[Data records Boundary: Start]

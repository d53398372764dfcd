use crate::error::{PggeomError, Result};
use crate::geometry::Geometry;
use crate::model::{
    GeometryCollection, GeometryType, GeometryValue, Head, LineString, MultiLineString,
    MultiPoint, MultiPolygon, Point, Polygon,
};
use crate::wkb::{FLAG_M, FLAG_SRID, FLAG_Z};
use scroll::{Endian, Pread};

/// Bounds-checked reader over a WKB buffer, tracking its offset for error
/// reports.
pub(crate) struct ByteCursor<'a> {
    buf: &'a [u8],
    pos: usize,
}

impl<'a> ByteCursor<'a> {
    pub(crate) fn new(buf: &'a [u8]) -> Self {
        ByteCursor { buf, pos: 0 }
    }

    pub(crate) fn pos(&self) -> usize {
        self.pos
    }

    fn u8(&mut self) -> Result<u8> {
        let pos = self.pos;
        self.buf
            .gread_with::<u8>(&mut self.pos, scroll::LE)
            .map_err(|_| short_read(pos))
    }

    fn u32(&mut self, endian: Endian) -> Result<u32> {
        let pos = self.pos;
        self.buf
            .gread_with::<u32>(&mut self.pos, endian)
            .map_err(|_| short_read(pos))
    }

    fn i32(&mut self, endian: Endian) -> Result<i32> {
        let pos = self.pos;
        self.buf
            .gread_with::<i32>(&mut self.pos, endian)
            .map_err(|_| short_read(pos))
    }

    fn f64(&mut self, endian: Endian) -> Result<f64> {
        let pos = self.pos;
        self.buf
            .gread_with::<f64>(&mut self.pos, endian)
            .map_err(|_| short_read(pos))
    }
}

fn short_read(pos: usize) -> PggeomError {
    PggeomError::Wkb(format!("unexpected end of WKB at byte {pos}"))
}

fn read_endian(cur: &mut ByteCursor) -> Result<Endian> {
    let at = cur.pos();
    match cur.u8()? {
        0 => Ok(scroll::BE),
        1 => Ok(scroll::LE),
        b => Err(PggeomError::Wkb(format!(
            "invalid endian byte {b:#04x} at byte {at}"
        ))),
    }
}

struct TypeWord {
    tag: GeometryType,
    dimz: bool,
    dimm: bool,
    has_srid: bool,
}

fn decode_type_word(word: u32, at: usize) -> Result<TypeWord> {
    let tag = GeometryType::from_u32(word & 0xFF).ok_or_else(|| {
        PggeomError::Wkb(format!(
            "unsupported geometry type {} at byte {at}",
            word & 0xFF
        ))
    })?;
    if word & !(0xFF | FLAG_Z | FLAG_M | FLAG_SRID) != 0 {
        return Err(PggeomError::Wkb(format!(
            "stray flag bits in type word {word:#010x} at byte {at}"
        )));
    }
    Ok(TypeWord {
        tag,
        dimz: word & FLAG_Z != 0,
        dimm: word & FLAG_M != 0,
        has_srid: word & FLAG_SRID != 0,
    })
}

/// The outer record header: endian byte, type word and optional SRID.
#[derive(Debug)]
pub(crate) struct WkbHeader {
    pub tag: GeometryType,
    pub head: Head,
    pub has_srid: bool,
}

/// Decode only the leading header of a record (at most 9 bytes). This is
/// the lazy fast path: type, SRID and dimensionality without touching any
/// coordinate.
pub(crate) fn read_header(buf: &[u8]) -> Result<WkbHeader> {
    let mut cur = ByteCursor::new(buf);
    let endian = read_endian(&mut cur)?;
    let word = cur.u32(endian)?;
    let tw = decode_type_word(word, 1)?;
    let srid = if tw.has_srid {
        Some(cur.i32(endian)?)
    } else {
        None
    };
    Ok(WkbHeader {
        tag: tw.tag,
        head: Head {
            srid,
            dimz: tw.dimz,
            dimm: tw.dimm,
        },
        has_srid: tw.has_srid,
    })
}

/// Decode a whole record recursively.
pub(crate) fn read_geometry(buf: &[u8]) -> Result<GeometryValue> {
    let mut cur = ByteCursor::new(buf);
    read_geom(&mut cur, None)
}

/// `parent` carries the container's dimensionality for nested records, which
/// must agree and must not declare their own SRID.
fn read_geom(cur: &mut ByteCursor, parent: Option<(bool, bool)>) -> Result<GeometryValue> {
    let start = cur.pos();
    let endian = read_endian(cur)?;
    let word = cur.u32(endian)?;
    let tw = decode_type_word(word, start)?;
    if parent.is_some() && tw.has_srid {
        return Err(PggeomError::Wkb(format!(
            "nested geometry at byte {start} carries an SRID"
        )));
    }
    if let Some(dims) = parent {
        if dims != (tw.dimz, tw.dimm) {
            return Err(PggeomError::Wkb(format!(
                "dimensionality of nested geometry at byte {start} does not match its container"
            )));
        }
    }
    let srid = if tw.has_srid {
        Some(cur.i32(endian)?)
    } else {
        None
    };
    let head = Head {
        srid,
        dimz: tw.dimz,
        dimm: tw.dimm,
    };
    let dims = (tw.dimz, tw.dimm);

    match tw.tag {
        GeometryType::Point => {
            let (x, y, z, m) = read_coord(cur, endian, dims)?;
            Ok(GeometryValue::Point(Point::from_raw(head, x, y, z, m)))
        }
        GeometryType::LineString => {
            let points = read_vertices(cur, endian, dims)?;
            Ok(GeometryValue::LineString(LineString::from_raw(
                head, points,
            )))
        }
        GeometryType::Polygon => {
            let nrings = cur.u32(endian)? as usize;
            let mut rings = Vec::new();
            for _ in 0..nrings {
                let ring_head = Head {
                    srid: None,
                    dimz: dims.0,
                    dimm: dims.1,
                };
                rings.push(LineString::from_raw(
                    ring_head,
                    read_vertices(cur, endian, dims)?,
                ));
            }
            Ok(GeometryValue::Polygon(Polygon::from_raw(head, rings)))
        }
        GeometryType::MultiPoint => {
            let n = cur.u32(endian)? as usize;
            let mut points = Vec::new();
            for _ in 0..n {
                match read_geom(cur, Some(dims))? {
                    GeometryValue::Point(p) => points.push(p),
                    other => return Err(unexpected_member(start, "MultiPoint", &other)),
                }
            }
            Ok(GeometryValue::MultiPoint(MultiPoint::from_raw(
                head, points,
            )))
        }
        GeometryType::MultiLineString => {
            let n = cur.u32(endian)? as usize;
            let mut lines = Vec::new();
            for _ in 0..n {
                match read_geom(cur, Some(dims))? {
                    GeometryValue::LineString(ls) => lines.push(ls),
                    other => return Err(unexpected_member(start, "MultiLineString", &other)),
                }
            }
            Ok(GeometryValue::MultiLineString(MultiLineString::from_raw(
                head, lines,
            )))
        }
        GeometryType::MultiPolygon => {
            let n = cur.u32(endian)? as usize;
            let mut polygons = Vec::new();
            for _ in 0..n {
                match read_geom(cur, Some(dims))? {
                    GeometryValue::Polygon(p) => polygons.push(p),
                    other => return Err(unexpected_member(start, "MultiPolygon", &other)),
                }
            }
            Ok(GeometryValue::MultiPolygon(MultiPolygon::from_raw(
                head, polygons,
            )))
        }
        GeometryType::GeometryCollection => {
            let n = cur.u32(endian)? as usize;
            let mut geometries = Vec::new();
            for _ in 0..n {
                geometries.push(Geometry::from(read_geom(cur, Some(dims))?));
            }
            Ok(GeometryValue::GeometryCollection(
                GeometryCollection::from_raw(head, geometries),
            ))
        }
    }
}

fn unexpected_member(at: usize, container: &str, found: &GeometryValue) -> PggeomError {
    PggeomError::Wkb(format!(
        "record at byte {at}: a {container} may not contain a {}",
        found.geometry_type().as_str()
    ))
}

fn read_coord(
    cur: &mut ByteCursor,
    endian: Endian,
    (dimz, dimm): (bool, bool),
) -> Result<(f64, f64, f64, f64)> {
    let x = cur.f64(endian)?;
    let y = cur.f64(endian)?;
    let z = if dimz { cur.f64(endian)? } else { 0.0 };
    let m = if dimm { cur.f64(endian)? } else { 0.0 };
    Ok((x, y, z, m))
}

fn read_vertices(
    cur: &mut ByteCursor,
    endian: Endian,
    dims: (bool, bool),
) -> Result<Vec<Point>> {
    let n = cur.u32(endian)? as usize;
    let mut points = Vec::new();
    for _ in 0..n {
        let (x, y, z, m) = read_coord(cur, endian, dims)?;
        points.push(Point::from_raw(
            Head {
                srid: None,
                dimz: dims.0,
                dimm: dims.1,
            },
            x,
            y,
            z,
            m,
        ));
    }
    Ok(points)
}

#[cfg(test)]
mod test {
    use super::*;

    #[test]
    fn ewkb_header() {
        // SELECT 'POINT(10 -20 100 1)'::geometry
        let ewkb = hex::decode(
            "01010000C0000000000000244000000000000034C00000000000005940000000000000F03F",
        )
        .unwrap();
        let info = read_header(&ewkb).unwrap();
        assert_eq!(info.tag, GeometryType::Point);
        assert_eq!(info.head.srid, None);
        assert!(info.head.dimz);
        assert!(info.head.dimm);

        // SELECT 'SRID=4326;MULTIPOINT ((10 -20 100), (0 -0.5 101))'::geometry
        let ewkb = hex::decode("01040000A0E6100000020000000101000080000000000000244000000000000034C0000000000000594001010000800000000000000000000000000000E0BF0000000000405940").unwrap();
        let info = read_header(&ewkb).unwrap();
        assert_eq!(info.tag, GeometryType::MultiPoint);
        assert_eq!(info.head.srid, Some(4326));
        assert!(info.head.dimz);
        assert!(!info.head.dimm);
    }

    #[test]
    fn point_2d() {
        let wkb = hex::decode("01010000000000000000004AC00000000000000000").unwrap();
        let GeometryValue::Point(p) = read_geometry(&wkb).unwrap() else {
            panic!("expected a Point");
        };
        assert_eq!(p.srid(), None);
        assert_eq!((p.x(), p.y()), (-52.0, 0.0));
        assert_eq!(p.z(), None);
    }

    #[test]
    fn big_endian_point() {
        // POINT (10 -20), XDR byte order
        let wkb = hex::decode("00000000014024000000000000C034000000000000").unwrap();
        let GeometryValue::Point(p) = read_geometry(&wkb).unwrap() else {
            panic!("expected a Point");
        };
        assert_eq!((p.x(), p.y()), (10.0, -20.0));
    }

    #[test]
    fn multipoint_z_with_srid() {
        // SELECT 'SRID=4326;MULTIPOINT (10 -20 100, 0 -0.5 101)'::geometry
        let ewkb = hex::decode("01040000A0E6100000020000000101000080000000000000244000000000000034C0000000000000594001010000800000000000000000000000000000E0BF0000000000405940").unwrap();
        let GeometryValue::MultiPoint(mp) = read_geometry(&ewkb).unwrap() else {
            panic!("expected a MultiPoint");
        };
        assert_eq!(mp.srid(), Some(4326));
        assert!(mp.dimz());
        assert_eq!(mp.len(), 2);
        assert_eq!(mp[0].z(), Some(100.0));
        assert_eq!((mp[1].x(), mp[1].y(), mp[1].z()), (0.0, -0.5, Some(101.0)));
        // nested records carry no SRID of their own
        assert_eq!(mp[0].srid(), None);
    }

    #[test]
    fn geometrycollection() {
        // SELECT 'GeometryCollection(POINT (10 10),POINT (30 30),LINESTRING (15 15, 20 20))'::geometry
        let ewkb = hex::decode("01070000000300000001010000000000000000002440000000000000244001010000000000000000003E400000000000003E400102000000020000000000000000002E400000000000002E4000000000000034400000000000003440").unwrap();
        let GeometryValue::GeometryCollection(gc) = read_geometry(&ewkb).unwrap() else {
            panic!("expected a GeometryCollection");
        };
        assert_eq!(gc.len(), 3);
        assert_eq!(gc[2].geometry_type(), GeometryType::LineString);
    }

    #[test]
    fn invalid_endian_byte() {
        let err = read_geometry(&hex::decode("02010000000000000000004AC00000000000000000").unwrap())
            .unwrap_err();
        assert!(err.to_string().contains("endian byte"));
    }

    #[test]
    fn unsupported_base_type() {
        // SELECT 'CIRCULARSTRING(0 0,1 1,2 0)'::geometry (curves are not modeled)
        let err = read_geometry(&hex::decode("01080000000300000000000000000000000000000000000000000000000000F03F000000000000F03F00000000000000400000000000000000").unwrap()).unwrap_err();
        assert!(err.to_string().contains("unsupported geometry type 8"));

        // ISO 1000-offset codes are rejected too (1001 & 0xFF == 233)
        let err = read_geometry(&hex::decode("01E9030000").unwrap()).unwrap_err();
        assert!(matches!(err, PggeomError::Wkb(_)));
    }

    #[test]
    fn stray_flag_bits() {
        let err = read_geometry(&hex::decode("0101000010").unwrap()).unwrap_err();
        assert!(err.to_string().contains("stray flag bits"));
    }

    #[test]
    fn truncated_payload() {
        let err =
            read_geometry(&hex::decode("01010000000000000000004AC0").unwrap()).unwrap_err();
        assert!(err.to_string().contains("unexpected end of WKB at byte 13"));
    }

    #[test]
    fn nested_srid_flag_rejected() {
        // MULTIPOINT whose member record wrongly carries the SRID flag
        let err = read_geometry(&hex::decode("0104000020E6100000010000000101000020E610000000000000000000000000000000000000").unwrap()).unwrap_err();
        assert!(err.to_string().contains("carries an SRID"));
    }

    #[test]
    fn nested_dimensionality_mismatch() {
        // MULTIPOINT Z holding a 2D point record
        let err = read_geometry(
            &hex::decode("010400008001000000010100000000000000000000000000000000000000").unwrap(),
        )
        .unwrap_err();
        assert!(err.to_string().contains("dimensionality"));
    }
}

[Data records Boundary: End]

Exercise details: Collect from the data above every line that includes "contains".

Problem solution:
        assert!(err.to_string().contains("endian byte"));
        assert!(err.to_string().contains("unsupported geometry type 8"));
        assert!(err.to_string().contains("stray flag bits"));
        assert!(err.to_string().contains("unexpected end of WKB at byte 13"));
        assert!(err.to_string().contains("carries an SRID"));
        assert!(err.to_string().contains("dimensionality"));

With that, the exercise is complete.